━━━━━ EXTRACTED MATERIAL

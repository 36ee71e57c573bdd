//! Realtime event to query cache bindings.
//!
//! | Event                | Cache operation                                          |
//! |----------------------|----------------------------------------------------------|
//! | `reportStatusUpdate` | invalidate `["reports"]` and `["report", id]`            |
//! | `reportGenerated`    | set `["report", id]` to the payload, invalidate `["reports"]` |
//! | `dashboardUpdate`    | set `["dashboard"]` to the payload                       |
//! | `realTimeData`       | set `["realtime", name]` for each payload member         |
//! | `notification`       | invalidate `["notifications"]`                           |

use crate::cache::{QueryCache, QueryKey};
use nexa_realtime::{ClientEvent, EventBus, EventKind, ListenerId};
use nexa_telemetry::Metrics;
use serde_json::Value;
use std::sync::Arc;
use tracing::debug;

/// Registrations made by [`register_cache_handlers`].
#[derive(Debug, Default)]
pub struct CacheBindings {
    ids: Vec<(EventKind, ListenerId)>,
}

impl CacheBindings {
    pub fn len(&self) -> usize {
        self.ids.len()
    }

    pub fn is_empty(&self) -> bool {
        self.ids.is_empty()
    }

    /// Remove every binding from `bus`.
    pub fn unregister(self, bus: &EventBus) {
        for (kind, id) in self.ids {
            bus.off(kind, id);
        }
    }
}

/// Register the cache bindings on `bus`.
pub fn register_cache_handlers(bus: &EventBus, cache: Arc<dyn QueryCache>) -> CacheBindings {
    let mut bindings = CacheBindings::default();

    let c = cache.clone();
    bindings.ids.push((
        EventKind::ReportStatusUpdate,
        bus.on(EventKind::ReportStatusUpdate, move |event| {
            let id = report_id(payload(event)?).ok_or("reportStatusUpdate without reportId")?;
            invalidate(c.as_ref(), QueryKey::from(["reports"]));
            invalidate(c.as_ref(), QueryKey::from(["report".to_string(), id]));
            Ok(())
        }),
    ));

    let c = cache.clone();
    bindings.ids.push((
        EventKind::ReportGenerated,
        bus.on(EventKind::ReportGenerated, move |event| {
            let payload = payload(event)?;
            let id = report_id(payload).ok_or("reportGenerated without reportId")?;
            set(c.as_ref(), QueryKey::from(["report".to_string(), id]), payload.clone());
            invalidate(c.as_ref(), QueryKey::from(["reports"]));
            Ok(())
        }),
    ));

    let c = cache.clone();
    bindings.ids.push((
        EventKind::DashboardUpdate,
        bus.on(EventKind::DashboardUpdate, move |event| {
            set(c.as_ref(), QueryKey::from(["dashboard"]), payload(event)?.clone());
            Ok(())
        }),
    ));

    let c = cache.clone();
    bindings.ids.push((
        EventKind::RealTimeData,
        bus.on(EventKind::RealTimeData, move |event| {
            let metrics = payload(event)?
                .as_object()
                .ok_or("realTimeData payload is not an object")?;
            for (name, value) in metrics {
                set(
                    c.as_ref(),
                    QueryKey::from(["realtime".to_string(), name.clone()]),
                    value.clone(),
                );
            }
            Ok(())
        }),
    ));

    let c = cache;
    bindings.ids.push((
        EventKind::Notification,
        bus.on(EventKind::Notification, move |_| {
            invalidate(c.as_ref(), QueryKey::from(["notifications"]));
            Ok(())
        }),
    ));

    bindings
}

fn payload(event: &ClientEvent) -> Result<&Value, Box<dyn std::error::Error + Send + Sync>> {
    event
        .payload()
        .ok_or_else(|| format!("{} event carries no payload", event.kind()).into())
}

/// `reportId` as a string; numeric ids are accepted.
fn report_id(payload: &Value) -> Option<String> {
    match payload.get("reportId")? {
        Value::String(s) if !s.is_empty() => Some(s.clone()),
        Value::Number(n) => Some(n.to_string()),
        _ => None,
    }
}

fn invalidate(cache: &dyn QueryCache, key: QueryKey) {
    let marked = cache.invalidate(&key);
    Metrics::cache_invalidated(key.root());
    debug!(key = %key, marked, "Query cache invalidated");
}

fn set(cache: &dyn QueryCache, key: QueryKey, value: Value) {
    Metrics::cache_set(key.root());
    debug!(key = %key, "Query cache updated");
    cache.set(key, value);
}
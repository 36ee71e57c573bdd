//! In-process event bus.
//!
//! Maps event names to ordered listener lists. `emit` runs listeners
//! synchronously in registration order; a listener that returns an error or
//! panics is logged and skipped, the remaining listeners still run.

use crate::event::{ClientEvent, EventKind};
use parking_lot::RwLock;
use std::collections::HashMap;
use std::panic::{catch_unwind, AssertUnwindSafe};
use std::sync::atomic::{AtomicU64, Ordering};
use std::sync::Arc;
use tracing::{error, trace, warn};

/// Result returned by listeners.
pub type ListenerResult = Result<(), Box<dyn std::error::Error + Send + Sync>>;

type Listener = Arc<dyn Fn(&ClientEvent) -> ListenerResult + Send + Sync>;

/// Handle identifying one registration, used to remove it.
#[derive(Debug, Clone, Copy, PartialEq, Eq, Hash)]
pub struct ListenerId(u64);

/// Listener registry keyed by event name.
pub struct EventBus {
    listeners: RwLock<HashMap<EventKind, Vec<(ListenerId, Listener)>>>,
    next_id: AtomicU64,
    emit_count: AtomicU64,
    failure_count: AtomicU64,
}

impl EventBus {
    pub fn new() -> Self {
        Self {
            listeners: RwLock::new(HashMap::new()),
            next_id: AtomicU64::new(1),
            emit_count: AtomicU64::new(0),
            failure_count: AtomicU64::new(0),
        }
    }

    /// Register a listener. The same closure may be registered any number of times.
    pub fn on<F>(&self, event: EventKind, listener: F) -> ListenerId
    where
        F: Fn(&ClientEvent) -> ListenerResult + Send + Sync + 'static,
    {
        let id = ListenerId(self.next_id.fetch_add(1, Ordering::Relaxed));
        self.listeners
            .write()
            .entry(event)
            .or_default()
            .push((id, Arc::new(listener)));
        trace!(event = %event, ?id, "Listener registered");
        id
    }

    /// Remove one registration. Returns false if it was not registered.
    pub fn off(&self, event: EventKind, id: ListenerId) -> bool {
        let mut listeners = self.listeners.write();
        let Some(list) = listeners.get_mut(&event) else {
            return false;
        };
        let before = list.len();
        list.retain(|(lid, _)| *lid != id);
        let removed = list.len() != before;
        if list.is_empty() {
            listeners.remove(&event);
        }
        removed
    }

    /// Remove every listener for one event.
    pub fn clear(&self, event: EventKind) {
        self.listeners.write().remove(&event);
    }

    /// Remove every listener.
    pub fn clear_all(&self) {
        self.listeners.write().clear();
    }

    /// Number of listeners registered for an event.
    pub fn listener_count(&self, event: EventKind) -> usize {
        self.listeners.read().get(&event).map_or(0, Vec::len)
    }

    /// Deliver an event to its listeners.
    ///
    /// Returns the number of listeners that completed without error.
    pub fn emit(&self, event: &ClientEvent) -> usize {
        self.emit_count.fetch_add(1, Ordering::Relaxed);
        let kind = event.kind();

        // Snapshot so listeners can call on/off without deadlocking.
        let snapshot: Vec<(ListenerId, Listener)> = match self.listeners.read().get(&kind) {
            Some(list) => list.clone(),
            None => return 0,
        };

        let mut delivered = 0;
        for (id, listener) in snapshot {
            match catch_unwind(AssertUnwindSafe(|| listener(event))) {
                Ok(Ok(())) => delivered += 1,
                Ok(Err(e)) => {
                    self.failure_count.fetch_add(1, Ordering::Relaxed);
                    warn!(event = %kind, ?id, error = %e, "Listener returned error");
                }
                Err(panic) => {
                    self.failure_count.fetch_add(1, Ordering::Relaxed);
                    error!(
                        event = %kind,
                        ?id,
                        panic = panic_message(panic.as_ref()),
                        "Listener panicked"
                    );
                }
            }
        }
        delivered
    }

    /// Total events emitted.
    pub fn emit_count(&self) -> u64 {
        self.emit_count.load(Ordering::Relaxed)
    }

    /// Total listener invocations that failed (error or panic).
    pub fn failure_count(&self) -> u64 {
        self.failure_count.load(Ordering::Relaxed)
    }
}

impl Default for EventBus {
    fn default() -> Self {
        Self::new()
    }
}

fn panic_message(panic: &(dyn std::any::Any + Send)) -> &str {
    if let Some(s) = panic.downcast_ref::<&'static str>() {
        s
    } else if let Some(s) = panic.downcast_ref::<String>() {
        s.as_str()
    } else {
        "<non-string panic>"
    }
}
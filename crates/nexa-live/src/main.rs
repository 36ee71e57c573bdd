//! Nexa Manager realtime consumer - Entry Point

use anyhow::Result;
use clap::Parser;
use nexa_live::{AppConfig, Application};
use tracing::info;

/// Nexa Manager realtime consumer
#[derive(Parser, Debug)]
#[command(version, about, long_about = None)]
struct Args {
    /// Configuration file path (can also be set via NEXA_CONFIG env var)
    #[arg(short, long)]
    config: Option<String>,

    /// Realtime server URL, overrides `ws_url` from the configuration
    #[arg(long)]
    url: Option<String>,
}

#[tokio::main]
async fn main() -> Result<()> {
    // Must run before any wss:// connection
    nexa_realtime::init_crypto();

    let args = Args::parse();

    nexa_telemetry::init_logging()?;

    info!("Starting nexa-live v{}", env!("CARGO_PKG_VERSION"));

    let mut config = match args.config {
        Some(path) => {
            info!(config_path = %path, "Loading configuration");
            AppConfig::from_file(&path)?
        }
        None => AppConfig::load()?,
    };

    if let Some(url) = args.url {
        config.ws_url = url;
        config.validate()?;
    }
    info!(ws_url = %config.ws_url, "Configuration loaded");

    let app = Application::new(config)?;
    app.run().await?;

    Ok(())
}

━━━━━━━━━━

▸ **EXERCISE DIRECTIONS**
Looking at the entries above, count the lines that hold the string "write" and reply with the count alone.

▸ **ANSWER TO THIS EXERCISE**
4